Tuesday, October 08, 2019

Election debate

So I watched most of the Federal Election's leader's debate last night.

From left to right on the stage:
Elizabeth May - leader of the Green Party of Canada
Justin Trudeau - leader of the Liberal Party of Canada (incumbent)
Andrew Scheer - leader of the Conservative Party of Canada (virtually tied in popularity with Trudeau)
Maxime Bernier - leader of the People's Party of Canada
Yves-François Blanchet - leader of the Bloc Québécois
Jagmeet Singh - leader of the New Democratic Party of Canada

There are a bunch of reviews about what happened throughout the debate from the various media pundits.

I didn't find that anything that was said swayed me at all.

The major issues of this election appear to be (in no meaningful order): Environment and Energy, Affordability, Indigenous Relations and the introduction of Pharmacare and possibly national dental care.

My particular number one priority is to see our national, provincial and municipal governments enact as may policies as possible, and aggressive ones, to combat the climate crisis.

Max Bernier insists that as a nation, we represent less than 2% of the emissions being made worldwide, so any reduction we make (at the cost of business competition losses) would be virtually meaningless.

Andrew Scheer wants to undo the Carbon Tax that the Trudeau government put in place; as far as I am concerned, the Carbon Tax needs to stay, and it needs to be far more aggressive in the price per tonne of GHG increases over the next few years.

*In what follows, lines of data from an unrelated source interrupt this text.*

use serde::{Deserialize, Serialize};
use std::fmt;

use crate::{null_to_default, LeadSource};

/// Lead discovery job running on the backend against an external source
#[derive(Debug, Clone, Serialize, Deserialize)]
pub struct DiscoveryJob {
    pub id: i64,
    pub job_name: String,
    pub source: LeadSource,
    #[serde(default, deserialize_with = "null_to_default")]
    pub location: String,
    #[serde(default, deserialize_with = "null_to_default")]
    pub radius_miles: u32,
    #[serde(default, deserialize_with = "null_to_default")]
    pub industries: Vec<String>,
    pub status: DiscoveryJobStatus,
    pub progress: Option<JobProgress>,
    #[serde(default, deserialize_with = "null_to_default")]
    pub total_found: u64,
    #[serde(default, deserialize_with = "null_to_default")]
    pub total_imported: u64,
    #[serde(default, deserialize_with = "null_to_default")]
    pub total_duplicates: u64,
    pub error_message: Option<String>,
    #[serde(default)]
    pub created_at: Option<String>,
}

impl DiscoveryJob {
    pub fn is_running(&self) -> bool {
        self.status == DiscoveryJobStatus::Running
    }
}

#[derive(Debug, Clone, PartialEq, Eq, Serialize, Deserialize)]
#[serde(rename_all = "lowercase")]
pub enum DiscoveryJobStatus {
    Pending,
    Running,
    Completed,
    Failed,
    #[serde(untagged)]
    Other(String),
}

impl DiscoveryJobStatus {
    pub fn as_str(&self) -> &str {
        match self {
            DiscoveryJobStatus::Pending => "pending",
            DiscoveryJobStatus::Running => "running",
            DiscoveryJobStatus::Completed => "completed",
            DiscoveryJobStatus::Failed => "failed",
            DiscoveryJobStatus::Other(s) => s,
        }
    }

    pub fn is_finished(&self) -> bool {
        matches!(
            self,
            DiscoveryJobStatus::Completed | DiscoveryJobStatus::Failed
        )
    }
}

impl fmt::Display for DiscoveryJobStatus {
    fn fmt(&self, f: &mut fmt::Formatter<'_>) -> fmt::Result {
        f.write_str(self.as_str())
    }
}

#[derive(Debug, Clone, Default, PartialEq, Serialize, Deserialize)]
pub struct JobProgress {
    pub step: Option<u32>,
    pub total: Option<u32>,
    pub message: Option<String>,
}

impl JobProgress {
    /// Percentage complete, only when both step and a non-zero total are known.
    pub fn percent(&self) -> Option<f32> {
        match (self.step, self.total) {
            (Some(step), Some(total)) if step > 0 && total > 0 => {
                Some((step as f32 / total as f32 * 100.0).min(100.0))
            }
            _ => None,
        }
    }

    pub fn has_message(&self) -> bool {
        self.message
            .as_deref()
            .map(|m| !m.trim().is_empty())
            .unwrap_or(false)
    }
}

/// Request to create a discovery job. `industries` carries the expanded
/// search keywords, not category names.
#[derive(Debug, Clone, Serialize, Deserialize)]
pub struct CreateDiscoveryJobRequest {
    pub job_name: String,
    pub source: LeadSource,
    pub location: String,
    pub radius_miles: u32,
    pub industries: Vec<String>,
}

#[derive(Debug, Serialize, Deserialize)]
pub struct EnrichLeadsRequest {
    pub batch_size: u32,
}

#[derive(Debug, Deserialize)]
pub struct DiscoveryJobListResponse {
    pub jobs: Vec<DiscoveryJob>,
}

#[derive(Debug, Deserialize)]
pub struct DiscoveryJobResponse {
    pub job: DiscoveryJob,
}

#[derive(Debug, Deserialize)]
pub struct JobProgressResponse {
    pub progress: Option<JobProgress>,
}

#[derive(Debug, Deserialize)]
pub struct EnrichLeadsResponse {
    #[serde(default, deserialize_with = "null_to_default")]
    pub enriched: u64,
    #[serde(default)]
    pub message: Option<String>,
}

The charge per GHG tonne as per the GHGPPA is as follows:
2019: 20$/tonne
2020: 30$
2021: 40$
2022: 50$

I'd like to see it go like this:
2019: 20$
2020: 40$
2021: 80$
2022: 160$

The GHG emission reduction targets of the LPC and the NDP are about the same, the Green's have doubled that target which means a far more aggressive societal change to get the reductions; and I'm all for that.